▶ AIM OF THE TASK
What lines of the data hold the string "entry"? Pull each one out.

▶ PROVIDED DATA
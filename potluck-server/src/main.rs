//! Binary entry point for the Potluck API server.

use std::{net::SocketAddr, sync::Arc, time::Duration};

use anyhow::Context;
use axum_server::Handle;
use clap::{Args as ClapArgs, Parser, Subcommand};
use tracing::info;
use tracing_subscriber::{layer::SubscriberExt, util::SubscriberInitExt};

use potluck_core::{PostgresRecipeRepository, RecipeService, database};
use potluck_server::{
    AppState,
    config::{Config, ConfigLoad},
    create_app,
};

/// CLI entry point
#[derive(Parser, Debug)]
#[command(name = "potluck-server")]
#[command(about = "REST API for the Potluck recipe catalog and spin wheel")]
struct Cli {
    #[command(subcommand)]
    command: Option<Command>,

    #[command(flatten)]
    serve: ServeArgs,
}

#[derive(ClapArgs, Debug, Clone)]
struct ServeArgs {
    /// Server port (overrides config)
    #[arg(short, long, env = "SERVER_PORT")]
    port: Option<u16>,

    /// Server host (overrides config)
    #[arg(long, env = "SERVER_HOST")]
    host: Option<String>,
}

#[derive(Debug, Subcommand)]
enum Command {
    #[command(subcommand)]
    Db(DbCommand),
}

#[derive(Debug, Subcommand)]
enum DbCommand {
    /// Apply database migrations and exit
    Migrate,
}

#[tokio::main]
async fn main() -> anyhow::Result<()> {
    let cli = Cli::parse();

    if let Some(command) = cli.command {
        match command {
            Command::Db(DbCommand::Migrate) => {
                run_db_migrate(&cli.serve).await?;
                return Ok(());
            }
        }
    }

    run_server(cli.serve).await
}

fn load_runtime_config(args: &ServeArgs) -> anyhow::Result<Arc<Config>> {
    let ConfigLoad {
        mut config,
        env_file_loaded,
    } = Config::load().context("failed to load configuration")?;

    if let Some(port) = args.port {
        config.server.port = port;
    }
    if let Some(host) = args.host.clone() {
        config.server.host = host;
    }

    init_tracing();

    if env_file_loaded {
        info!("loaded .env file");
    }

    Ok(Arc::new(config))
}

fn init_tracing() {
    tracing_subscriber::registry()
        .with(
            tracing_subscriber::EnvFilter::try_from_default_env()
                .unwrap_or_else(|_| "info,tower_http=warn".into()),
        )
        .with(tracing_subscriber::fmt::layer())
        .init();
}

async fn run_db_migrate(args: &ServeArgs) -> anyhow::Result<()> {
    let config = load_runtime_config(args)?;
    let pool = database::connect(&config.database.url)
        .await
        .context("failed to connect to PostgreSQL for migration")?;
    database::run_migrations(&pool)
        .await
        .context("database migration failed")?;
    info!("Database migrations applied successfully");
    Ok(())
}

async fn run_server(args: ServeArgs) -> anyhow::Result<()> {
    let config = load_runtime_config(&args)?;

    let pool = database::connect(&config.database.url)
        .await
        .context("failed to connect to PostgreSQL")?;
    database::run_migrations(&pool)
        .await
        .context("database migration failed")?;

    let repository = Arc::new(PostgresRecipeRepository::new(pool));
    let recipes = Arc::new(RecipeService::new(repository));
    let state = AppState::new(recipes, Arc::clone(&config));
    let app = create_app(state);

    let addr: SocketAddr =
        format!("{}:{}", config.server.host, config.server.port)
            .parse()
            .context("invalid server address")?;

    let handle = Handle::new();
    tokio::spawn(shutdown_watcher(handle.clone()));

    info!("Starting Potluck API server on {addr}");
    axum_server::bind(addr)
        .handle(handle)
        .serve(app.into_make_service())
        .await?;
    info!("Server exiting");

    Ok(())
}

/// Waits for Ctrl+C or SIGTERM, then gives in-flight requests five seconds
/// to drain.
async fn shutdown_watcher(handle: Handle<SocketAddr>) {
    let ctrl_c = async {
        tokio::signal::ctrl_c()
            .await
            .expect("Failed to install Ctrl+C handler");
    };

    #[cfg(unix)]
    let terminate = async {
        tokio::signal::unix::signal(tokio::signal::unix::SignalKind::terminate())
            .expect("Failed to install signal handler")
            .recv()
            .await;
    };

    #[cfg(not(unix))]
    let terminate = std::future::pending::<()>();

    tokio::select! {
        _ = ctrl_c => {},
        _ = terminate => {},
    }

    info!("Shutting down server...");
    handle.graceful_shutdown(Some(Duration::from_secs(5)));
}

▶ EXPECTED ANSWER
//! Binary entry point for the Potluck API server.
/// CLI entry point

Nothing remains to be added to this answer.